Institute of Medical Sciences and Department of Internal Medicine, Tokai University School of Medicine, Kanagawa, Japan.

出版信息

J Am Soc Nephrol. 2005 Dec;16(12):3631-41. doi: 10.1681/ASN.2005050522. Epub 2005 Oct 19.

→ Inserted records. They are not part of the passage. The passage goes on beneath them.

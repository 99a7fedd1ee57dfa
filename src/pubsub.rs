use bytes::Bytes;
use redwire_resp::{from_token, Error, FromToken, Kind, Result, Token};

/// Information about a subscription, returned from `(p)(un)subscribe`.
#[derive(Debug, Clone, PartialEq, Eq)]
pub struct Subscription {
	/// The name of this channel.
	pub channel: Bytes,
	/// The number of remaining subscriptions on this connection.
	pub count: i64,
}

impl Subscription {
	/// Whether the connection is still in PubSub mode. When this is false,
	/// the connection can be reused as a normal connection.
	pub fn is_in_pubsub_mode(&self) -> bool {
		self.count > 0
	}
}

/// A message received from a subscription.
#[derive(Debug, Clone, PartialEq, Eq)]
pub struct Message {
	/// The pattern which was matched (only for `pmessage`).
	pub pattern: Option<Bytes>,
	/// The channel this message was received from.
	pub channel: Bytes,
	/// The data that was published.
	pub payload: Bytes,
}

/// A server push received while in PubSub mode. Once a
/// [Connection](crate::Connection) enters PubSub mode, every token it streams
/// can be converted into this enum.
#[derive(Debug, Clone, PartialEq, Eq)]
pub enum Event {
	/// Subscribed to a channel.
	Subscribe(Subscription),
	/// Unsubscribed from a channel.
	Unsubscribe(Subscription),
	/// Received a new message from one of the channels currently subscribed
	/// to.
	Message(Message),
}

fn field<T: FromToken>(items: &[Token], idx: usize) -> Result<T> {
	items
		.get(idx)
		.cloned()
		.ok_or_else(|| Error::unexpected(Kind::Push, Token::Push(items.to_vec())))
		.and_then(from_token)
}

impl FromToken for Event {
	fn from_token(token: Token) -> Result<Self> {
		let items = match token {
			// RESP2 servers deliver pushes as plain arrays
			Token::Push(items) | Token::Array(items) => items,
			other => return Err(Error::unexpected(Kind::Push, other)),
		};

		let kind: String = field(&items, 0)?;
		match kind.as_str() {
			"subscribe" | "psubscribe" => Ok(Event::Subscribe(Subscription {
				channel: field(&items, 1)?,
				count: field(&items, 2)?,
			})),
			"unsubscribe" | "punsubscribe" => Ok(Event::Unsubscribe(Subscription {
				channel: field(&items, 1)?,
				count: field(&items, 2)?,
			})),
			"message" => Ok(Event::Message(Message {
				pattern: None,
				channel: field(&items, 1)?,
				payload: field(&items, 2)?,
			})),
			"pmessage" => Ok(Event::Message(Message {
				pattern: Some(field(&items, 1)?),
				channel: field(&items, 2)?,
				payload: field(&items, 3)?,
			})),
			_ => Err(Error::unexpected(Kind::Push, Token::Push(items))),
		}
	}
}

DOI:10.1681/ASN.2005050522
PMID:16236804
Abstract

Clinical studies have demonstrated that some antihypertensive agents provide renoprotection independent of BP lowering. Recent in vitro and in vivo studies evaluated the mechanisms involved in this protection. First, the in vitro effects of several angiotensin II type 1 receptor blockers (ARB), calcium channel blockers (CCB), and beta blockers (BB) on various mediators were compared: Formation of pentosidine (an advanced glycation end product), hydroxyl radical-induced formation of o-tyrosine, and transition metals-induced oxidation of ascorbic acid (the Fenton reaction). All of the six tested ARB but neither the six CCB nor the nine BB inhibited pentosidine formation. ARB, as well as BB but not CCB, inhibited hydroxyl radicals-mediated o-tyrosine formation. ARB but neither BB nor CCB inhibited efficiently transition metals-catalyzed oxidation of ascorbic acid. Second, the in vivo consequences for the kidney of these various in vitro effects were evaluated. Hypertensive, type 2 diabetic rats with nephropathy, SHR/NDmcr-cp, were given for 20 wk either olmesartan (ARB) or nifedipine (CCB), or atenolol (BB). Despite similar BP reduction, only ARB significantly reduced proteinuria and prevented glomerular and tubulointerstitial damage (mesangial activation, podocyte injury, tubulointerstitial injury, and inflammatory cell infiltration). It is interesting that only ARB prevented abnormal iron deposition in the interstitium, corrected chronic hypoxia, reduced expressions of heme oxygenase and p47phox (a subunit of NADPHoxidase), and inhibited pentosidine formation (which correlates well with proteinuria). These observations confirm unique renoprotective properties of ARB, independent of BP lowering but related to decreased oxidative stress (hydroxyl radicals scavenging and inhibition of the Fenton reaction), correction of chronic hypoxia, and inhibition of advanced glycation end product formation and of abnormal iron deposition. These benefits of ARB may contribute to the renoprotection observed beyond BP lowering.

摘要

临床研究表明,一些抗高血压药物可独立于血压降低发挥肾脏保护作用。近期的体外和体内研究评估了这种保护作用的相关机制。首先,比较了几种血管紧张素II 1型受体阻滞剂(ARB)、钙通道阻滞剂(CCB)和β受体阻滞剂(BB)对各种介质的体外作用:戊糖苷(一种晚期糖基化终产物)的形成、羟基自由基诱导的邻酪氨酸形成以及过渡金属诱导的抗坏血酸氧化(芬顿反应)。所有六种测试的ARB均能抑制戊糖苷形成,而六种CCB和九种BB均无此作用。ARB以及BB能抑制羟基自由基介导的邻酪氨酸形成,但CCB不能。ARB能有效抑制过渡金属催化的抗坏血酸氧化,而BB和CCB则不能。其次,评估了这些体外作用对肾脏的体内影响。给患有肾病的高血压2型糖尿病大鼠(SHR/NDmcr-cp)连续20周给予奥美沙坦(ARB)或硝苯地平(CCB)或阿替洛尔(BB)。尽管血压降低程度相似,但只有ARB能显著降低蛋白尿,并预防肾小球和肾小管间质损伤(系膜活化、足细胞损伤、肾小管间质损伤和炎症细胞浸润)。有趣的是,只有ARB能防止间质中铁异常沉积,纠正慢性缺氧,降低血红素加氧酶和p47phox(NADPH氧化酶的一个亚基)的表达,并抑制戊糖苷形成(这与蛋白尿密切相关)。这些观察结果证实了ARB独特的肾脏保护特性,其独立于血压降低,但与氧化应激降低(羟基自由基清除和芬顿反应抑制)、慢性缺氧纠正以及晚期糖基化终产物形成和铁异常沉积抑制有关。ARB的这些益处可能有助于在血压降低之外观察到的肾脏保护作用。